Problem statement
Copy each line of the records that contains the word "reset".
·····
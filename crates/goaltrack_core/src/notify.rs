//! Daily reminder notifications.
//!
//! # Responsibility
//! - Describe the reminder emitted for daily-reset goals on a new day.
//! - Define the delivery seam used by the goal store.
//!
//! # Invariants
//! - Delivery is best-effort; callers must never fail a rollover because a
//!   notifier returned an error.
//! - Reminders carry the goal title in their body, so notifier
//!   implementations must not write them to log files.

use log::info;
use std::error::Error;
use std::fmt::{Display, Formatter};

/// Title shown on every daily reminder.
pub const REMINDER_TITLE: &str = "Daily Goal Reminder";

/// User-visible reminder for one daily-reset goal.
#[derive(Debug, Clone, PartialEq, Eq)]
pub struct Reminder {
    pub title: String,
    pub body: String,
    /// Whether the reminder should be accompanied by an audible alert.
    pub audible: bool,
}

impl Reminder {
    pub fn for_goal(goal_title: &str) -> Self {
        Self {
            title: REMINDER_TITLE.to_string(),
            body: format!("Don't forget to work on \"{goal_title}\" today."),
            audible: true,
        }
    }
}

#[derive(Debug, Clone, PartialEq, Eq)]
pub enum NotifyError {
    /// The user has not granted notification permission.
    PermissionDenied,
    /// No notification channel is available on this host.
    Unavailable(String),
}

impl Display for NotifyError {
    fn fmt(&self, f: &mut Formatter<'_>) -> std::fmt::Result {
        match self {
            Self::PermissionDenied => write!(f, "notification permission denied"),
            Self::Unavailable(reason) => write!(f, "notification channel unavailable: {reason}"),
        }
    }
}

impl Error for NotifyError {}

/// Delivery channel for reminders.
pub trait Notifier {
    fn notify(&self, reminder: &Reminder) -> Result<(), NotifyError>;
}

impl<T: Notifier + ?Sized> Notifier for &T {
    fn notify(&self, reminder: &Reminder) -> Result<(), NotifyError> {
        (**self).notify(reminder)
    }
}

/// Notifier for headless runs: records that a reminder fired, without its text.
#[derive(Debug, Clone, Copy, Default)]
pub struct LogNotifier;

impl Notifier for LogNotifier {
    fn notify(&self, reminder: &Reminder) -> Result<(), NotifyError> {
        info!(
            "event=reminder_emit module=notify status=ok audible={} body_len={}",
            reminder.audible,
            reminder.body.chars().count()
        );
        Ok(())
    }
}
·····
Exercise solution
//! - Describe the reminder emitted for daily-reset goals on a new day.
/// User-visible reminder for one daily-reset goal.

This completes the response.